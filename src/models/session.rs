// ============================================================================
// SESSION MODELS - Rol y datos de la sesión activa
// ============================================================================

use serde::{Deserialize, Serialize};
use serde_json::Value;

/// Rol del usuario autenticado. Gobierna menú y acceso a rutas (el backend
/// vuelve a validar; este gate es solo de frontend).
#[derive(Debug, Clone, Copy, PartialEq, Eq, Serialize, Deserialize)]
pub enum Role {
    Requester,
    Store,
    Admin,
}

impl Role {
    /// Parseo tolerante: el backend guarda el rol como string libre.
    pub fn parse(raw: &str) -> Option<Role> {
        match raw.trim().to_uppercase().as_str() {
            "REQUESTER" => Some(Role::Requester),
            "STORE" => Some(Role::Store),
            "ADMIN" => Some(Role::Admin),
            _ => None,
        }
    }

    pub fn as_str(&self) -> &'static str {
        match self {
            Role::Requester => "REQUESTER",
            Role::Store => "STORE",
            Role::Admin => "ADMIN",
        }
    }
}

/// Datos persistidos al hacer login. El profile es opaco para el frontend
/// (solo se usa para mostrar el nombre).
#[derive(Debug, Clone)]
pub struct SessionData {
    pub endpoint_url: String,
    pub token: String,
    pub role: String,
    pub profile: Value,
}

/// Nombre presentable del usuario a partir del profile opaco.
pub fn profile_display_name(profile: &Value) -> String {
    crate::utils::pick_str(profile, &["name", "displayName", "username"])
        .unwrap_or_else(|| "ผู้ใช้".to_string())
}

#[cfg(test)]
mod tests {
    use super::*;
    use serde_json::json;

    #[test]
    fn role_parse_is_case_insensitive() {
        assert_eq!(Role::parse("admin"), Some(Role::Admin));
        assert_eq!(Role::parse(" STORE "), Some(Role::Store));
        assert_eq!(Role::parse("requester"), Some(Role::Requester));
        assert_eq!(Role::parse("SUPERUSER"), None);
        assert_eq!(Role::parse(""), None);
    }

    #[test]
    fn profile_name_fallbacks() {
        assert_eq!(
            profile_display_name(&json!({ "displayName": "A", "username": "b" })),
            "A"
        );
        assert_eq!(profile_display_name(&json!({ "username": "b" })), "b");
        assert_eq!(profile_display_name(&json!({})), "ผู้ใช้");
    }
}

→ **TASK TO COMPLETE**
Set the records down again in full, exactly as they read.

→ **EXERCISE SOLUTION**
filename src/models/session.rs
// ============================================================================
// SESSION MODELS - Rol y datos de la sesión activa
// ============================================================================

use serde::{Deserialize, Serialize};
use serde_json::Value;

/// Rol del usuario autenticado. Gobierna menú y acceso a rutas (el backend
/// vuelve a validar; este gate es solo de frontend).
#[derive(Debug, Clone, Copy, PartialEq, Eq, Serialize, Deserialize)]
pub enum Role {
    Requester,
    Store,
    Admin,
}

impl Role {
    /// Parseo tolerante: el backend guarda el rol como string libre.
    pub fn parse(raw: &str) -> Option<Role> {
        match raw.trim().to_uppercase().as_str() {
            "REQUESTER" => Some(Role::Requester),
            "STORE" => Some(Role::Store),
            "ADMIN" => Some(Role::Admin),
            _ => None,
        }
    }

    pub fn as_str(&self) -> &'static str {
        match self {
            Role::Requester => "REQUESTER",
            Role::Store => "STORE",
            Role::Admin => "ADMIN",
        }
    }
}

/// Datos persistidos al hacer login. El profile es opaco para el frontend
/// (solo se usa para mostrar el nombre).
#[derive(Debug, Clone)]
pub struct SessionData {
    pub endpoint_url: String,
    pub token: String,
    pub role: String,
    pub profile: Value,
}

/// Nombre presentable del usuario a partir del profile opaco.
pub fn profile_display_name(profile: &Value) -> String {
    crate::utils::pick_str(profile, &["name", "displayName", "username"])
        .unwrap_or_else(|| "ผู้ใช้".to_string())
}

#[cfg(test)]
mod tests {
    use super::*;
    use serde_json::json;

    #[test]
    fn role_parse_is_case_insensitive() {
        assert_eq!(Role::parse("admin"), Some(Role::Admin));
        assert_eq!(Role::parse(" STORE "), Some(Role::Store));
        assert_eq!(Role::parse("requester"), Some(Role::Requester));
        assert_eq!(Role::parse("SUPERUSER"), None);
        assert_eq!(Role::parse(""), None);
    }

    #[test]
    fn profile_name_fallbacks() {
        assert_eq!(
            profile_display_name(&json!({ "displayName": "A", "username": "b" })),
            "A"
        );
        assert_eq!(profile_display_name(&json!({ "username": "b" })), "b");
        assert_eq!(profile_display_name(&json!({})), "ผู้ใช้");
    }
}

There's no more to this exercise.